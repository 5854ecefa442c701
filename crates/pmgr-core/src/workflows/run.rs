//! Run preparation workflow.
//!
//! Turns a stored template into the exact text and attributes a model call
//! would use: picks the system prompt, checks the response format against the
//! run mode and model, strips output placeholders and fills in the rest.
//! Sending the request is left to the caller.

use crate::error::{PmgrError, Result};
use crate::library::{TemplateLibrary, VENICE_PARAMETERS_KEY};
use crate::models::ModelCatalog;
use pmgr_pm::{PlaceholderResolver, Resolution, ValueProvider, strip_output_placeholders};
use serde_json::{Map, Value};
use std::fmt;
use std::str::FromStr;

/// Attribute that must never reach the request; the system prompt travels separately.
const SYSTEM_PROMPT_KEY: &str = "system_prompt";

/// Attribute naming a system template to use instead of the default.
const CUSTOM_SYSTEM_PROMPT_KEY: &str = "custom_system_prompt_name";

/// Provider flag that enables the custom system prompt.
const INCLUDE_SYSTEM_PROMPT_FLAG: &str = "include_venice_system_prompt";

/// How the response will be consumed.
#[derive(Debug, Clone, Copy, Default, PartialEq, Eq)]
pub enum ResponseMode {
    /// Single question and answer; may use a structured response format.
    #[default]
    Question,

    /// Ongoing conversation; plain text only.
    Chat,
}

impl ResponseMode {
    pub fn as_str(&self) -> &'static str {
        match self {
            ResponseMode::Question => "question",
            ResponseMode::Chat => "chat",
        }
    }
}

impl fmt::Display for ResponseMode {
    fn fmt(&self, f: &mut fmt::Formatter<'_>) -> fmt::Result {
        write!(f, "{}", self.as_str())
    }
}

impl FromStr for ResponseMode {
    type Err = String;

    fn from_str(s: &str) -> std::result::Result<Self, Self::Err> {
        match s {
            "question" => Ok(ResponseMode::Question),
            "chat" => Ok(ResponseMode::Chat),
            _ => Err(format!("invalid response mode: {}", s)),
        }
    }
}

/// Per-run choices.
#[derive(Debug, Clone)]
pub struct RunRequest {
    pub mode: ResponseMode,

    /// Model id to run against.
    pub model: String,

    /// System prompt used when the template has no override.
    pub default_system_prompt: String,
}

/// Everything needed to issue the model call.
#[derive(Debug, Clone, PartialEq)]
pub struct PreparedPrompt {
    pub template: String,
    pub model: String,
    pub mode: ResponseMode,
    pub system_prompt: String,
    /// Prompt text with output placeholders removed and all other placeholders filled.
    pub prompt_text: String,
    pub attributes: Map<String, Value>,
}

/// Result of [`prepare_run`].
#[derive(Debug, Clone, PartialEq)]
pub enum RunOutcome {
    Ready(PreparedPrompt),

    /// The value form was dismissed. Carries the stripped, unresolved text.
    Cancelled { template: String, prompt_text: String },
}

impl RunOutcome {
    pub fn is_cancelled(&self) -> bool {
        matches!(self, RunOutcome::Cancelled { .. })
    }
}

/// Prepares a template for a model run.
///
/// # Errors
///
/// Returns:
/// - `PmgrError::TemplateNotFound` if `name` is not in the library
/// - `PmgrError::SystemPromptNotRunnable` for system templates
/// - `PmgrError::InvalidSystemPrompt` if the selected custom system prompt is not a system template
/// - `PmgrError::ChatWithResponseFormat` for chat runs of templates with a response format
/// - `PmgrError::ModelLacksResponseSchema` if the model cannot honor the response format
/// - `PmgrError::Prompt` if the value provider fails
#[tracing::instrument(skip_all, fields(template = %name, mode = %request.mode, model = %request.model))]
pub fn prepare_run(
    library: &TemplateLibrary,
    name: &str,
    request: &RunRequest,
    catalog: &ModelCatalog,
    resolver: &PlaceholderResolver,
    provider: &mut dyn ValueProvider,
) -> Result<RunOutcome> {
    let template = library.require(name)?;
    if template.is_system() {
        return Err(PmgrError::SystemPromptNotRunnable(name.to_string()));
    }

    let mut attributes = template.default_attributes.clone();
    attributes.remove(SYSTEM_PROMPT_KEY);
    let custom_prompt = attributes.remove(CUSTOM_SYSTEM_PROMPT_KEY);

    let mut system_prompt = if template.prompt_system_use {
        template.prompt_system_text.clone()
    } else {
        request.default_system_prompt.clone()
    };

    let include_custom = attributes
        .get(VENICE_PARAMETERS_KEY)
        .and_then(|p| p.get(INCLUDE_SYSTEM_PROMPT_FLAG))
        .and_then(Value::as_bool)
        .unwrap_or(false);
    if let Some(custom) = custom_prompt.as_ref().and_then(Value::as_str)
        && !custom.is_empty()
        && include_custom
    {
        match library.get(custom) {
            Some(selected) if selected.is_system() => {
                system_prompt = selected.prompt_text.clone();
            }
            _ => return Err(PmgrError::InvalidSystemPrompt(custom.to_string())),
        }
    }

    if template.response_format().is_some() {
        if request.mode == ResponseMode::Chat {
            return Err(PmgrError::ChatWithResponseFormat);
        }
        if !catalog.supports_response_schema(&request.model) {
            return Err(PmgrError::ModelLacksResponseSchema(request.model.clone()));
        }
    }

    let stripped = strip_output_placeholders(&template.prompt_text);
    let prompt_text = match resolver.resolve(&stripped, provider)? {
        Resolution::Resolved(text) => text,
        Resolution::Cancelled(text) => {
            tracing::info!("run cancelled");
            return Ok(RunOutcome::Cancelled {
                template: name.to_string(),
                prompt_text: text,
            });
        }
    };

    tracing::debug!(chars = prompt_text.len(), "prompt prepared");
    Ok(RunOutcome::Ready(PreparedPrompt {
        template: name.to_string(),
        model: request.model.clone(),
        mode: request.mode,
        system_prompt,
        prompt_text,
        attributes,
    }))
}

#[cfg(test)]
mod tests {
    use super::*;
    use crate::library::{Role, Template};
    use crate::models::{ModelInfo, StaticModelSource};
    use pmgr_pm::{PlaceholderValues, PresetProvider};
    use serde_json::json;

    fn request(mode: ResponseMode, model: &str) -> RunRequest {
        RunRequest {
            mode,
            model: model.to_string(),
            default_system_prompt: "default".to_string(),
        }
    }

    fn catalog() -> ModelCatalog {
        let mut catalog = ModelCatalog::new();
        catalog
            .refresh(&StaticModelSource(vec![
                ModelInfo::new("structured").with_response_schema(true),
                ModelInfo::new("plain"),
            ]))
            .unwrap();
        catalog
    }

    fn library() -> TemplateLibrary {
        let mut library = TemplateLibrary::new();
        library
            .insert("ask", Template::with_text("Tell me about << topic >>. @@ answer @@"))
            .unwrap();
        library
            .insert(
                "sys",
                Template {
                    role: Role::System,
                    ..Template::with_text("You are a pirate.")
                },
            )
            .unwrap();
        library
    }

    fn run(
        library: &TemplateLibrary,
        name: &str,
        request: &RunRequest,
        provider: &mut dyn ValueProvider,
    ) -> Result<RunOutcome> {
        prepare_run(
            library,
            name,
            request,
            &catalog(),
            &PlaceholderResolver::default(),
            provider,
        )
    }

    #[test]
    fn test_prepare_strips_output_and_resolves() {
        let mut provider =
            PresetProvider::new(PlaceholderValues::new().with_text("topic", "tides"));
        let outcome = run(&library(), "ask", &request(ResponseMode::Question, "plain"), &mut provider)
            .unwrap();

        match outcome {
            RunOutcome::Ready(prepared) => {
                assert_eq!(prepared.prompt_text, "Tell me about tides. ");
                assert_eq!(prepared.system_prompt, "default");
                assert_eq!(prepared.model, "plain");
            }
            other => panic!("unexpected outcome: {other:?}"),
        }
        assert_eq!(provider.calls(), 1);
    }

    #[test]
    fn test_system_template_not_runnable() {
        let mut provider = PresetProvider::cancelling();
        let err = run(&library(), "sys", &request(ResponseMode::Question, "plain"), &mut provider)
            .unwrap_err();
        assert!(matches!(err, PmgrError::SystemPromptNotRunnable(_)));
    }

    #[test]
    fn test_missing_template() {
        let mut provider = PresetProvider::cancelling();
        let err = run(&library(), "nope", &request(ResponseMode::Question, "plain"), &mut provider)
            .unwrap_err();
        assert!(matches!(err, PmgrError::TemplateNotFound(_)));
    }

    #[test]
    fn test_cancel_returns_stripped_text() {
        let mut provider = PresetProvider::cancelling();
        let outcome = run(&library(), "ask", &request(ResponseMode::Question, "plain"), &mut provider)
            .unwrap();
        assert_eq!(
            outcome,
            RunOutcome::Cancelled {
                template: "ask".to_string(),
                prompt_text: "Tell me about << topic >>. ".to_string(),
            }
        );
    }

    #[test]
    fn test_override_and_custom_system_prompt() {
        let mut library = library();
        {
            let ask = library.get_mut("ask").unwrap();
            ask.prompt_system_use = true;
            ask.prompt_system_text = "override".to_string();
            ask.default_attributes
                .insert("system_prompt".to_string(), json!("leaked"));
        }
        let mut provider =
            PresetProvider::new(PlaceholderValues::new().with_text("topic", "x"));
        let RunOutcome::Ready(prepared) =
            run(&library, "ask", &request(ResponseMode::Question, "plain"), &mut provider).unwrap()
        else {
            panic!("expected a prepared prompt");
        };
        assert_eq!(prepared.system_prompt, "override");
        assert!(!prepared.attributes.contains_key("system_prompt"));

        {
            let attrs = &mut library.get_mut("ask").unwrap().default_attributes;
            attrs.insert("custom_system_prompt_name".to_string(), json!("sys"));
            attrs.insert(
                "venice_parameters".to_string(),
                json!({"include_venice_system_prompt": true}),
            );
        }
        let RunOutcome::Ready(prepared) =
            run(&library, "ask", &request(ResponseMode::Question, "plain"), &mut provider).unwrap()
        else {
            panic!("expected a prepared prompt");
        };
        assert_eq!(prepared.system_prompt, "You are a pirate.");
        assert!(!prepared.attributes.contains_key("custom_system_prompt_name"));
    }

    #[test]
    fn test_custom_system_prompt_must_be_system_role() {
        let mut library = library();
        {
            let attrs = &mut library.get_mut("ask").unwrap().default_attributes;
            attrs.insert("custom_system_prompt_name".to_string(), json!("ask"));
            attrs.insert(
                "venice_parameters".to_string(),
                json!({"include_venice_system_prompt": true}),
            );
        }
        let mut provider = PresetProvider::cancelling();
        let err = run(&library, "ask", &request(ResponseMode::Question, "plain"), &mut provider)
            .unwrap_err();
        assert!(matches!(err, PmgrError::InvalidSystemPrompt(name) if name == "ask"));
    }

    #[test]
    fn test_custom_system_prompt_ignored_without_flag() {
        let mut library = library();
        library
            .get_mut("ask")
            .unwrap()
            .default_attributes
            .insert("custom_system_prompt_name".to_string(), json!("missing"));
        let mut provider =
            PresetProvider::new(PlaceholderValues::new().with_text("topic", "x"));
        let outcome =
            run(&library, "ask", &request(ResponseMode::Question, "plain"), &mut provider).unwrap();
        assert!(!outcome.is_cancelled());
    }

    #[test]
    fn test_response_format_checks() {
        let mut library = library();
        library
            .get_mut("ask")
            .unwrap()
            .set_response_format(Some(json!({"type": "json_schema"})));
        let mut provider =
            PresetProvider::new(PlaceholderValues::new().with_text("topic", "x"));

        let err = run(&library, "ask", &request(ResponseMode::Chat, "structured"), &mut provider)
            .unwrap_err();
        assert!(matches!(err, PmgrError::ChatWithResponseFormat));

        let err = run(&library, "ask", &request(ResponseMode::Question, "plain"), &mut provider)
            .unwrap_err();
        assert!(matches!(err, PmgrError::ModelLacksResponseSchema(m) if m == "plain"));

        let err = run(&library, "ask", &request(ResponseMode::Question, "unknown"), &mut provider)
            .unwrap_err();
        assert!(matches!(err, PmgrError::ModelLacksResponseSchema(_)));

        assert_eq!(provider.calls(), 0);

        let outcome =
            run(&library, "ask", &request(ResponseMode::Question, "structured"), &mut provider)
                .unwrap();
        assert!(!outcome.is_cancelled());
    }

    #[test]
    fn test_response_mode_parse() {
        assert_eq!("chat".parse::<ResponseMode>(), Ok(ResponseMode::Chat));
        assert_eq!(ResponseMode::Question.to_string(), "question");
        assert!("other".parse::<ResponseMode>().is_err());
    }
}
● ● ● ● ● ● ●
▸ **EXERCISE DESCRIPTION**:
If the string "tracing" appears in a line of the data above, that line counts. State how many such lines there are and nothing more.

▸ **ANSWER TO THE EXERCISE**:
3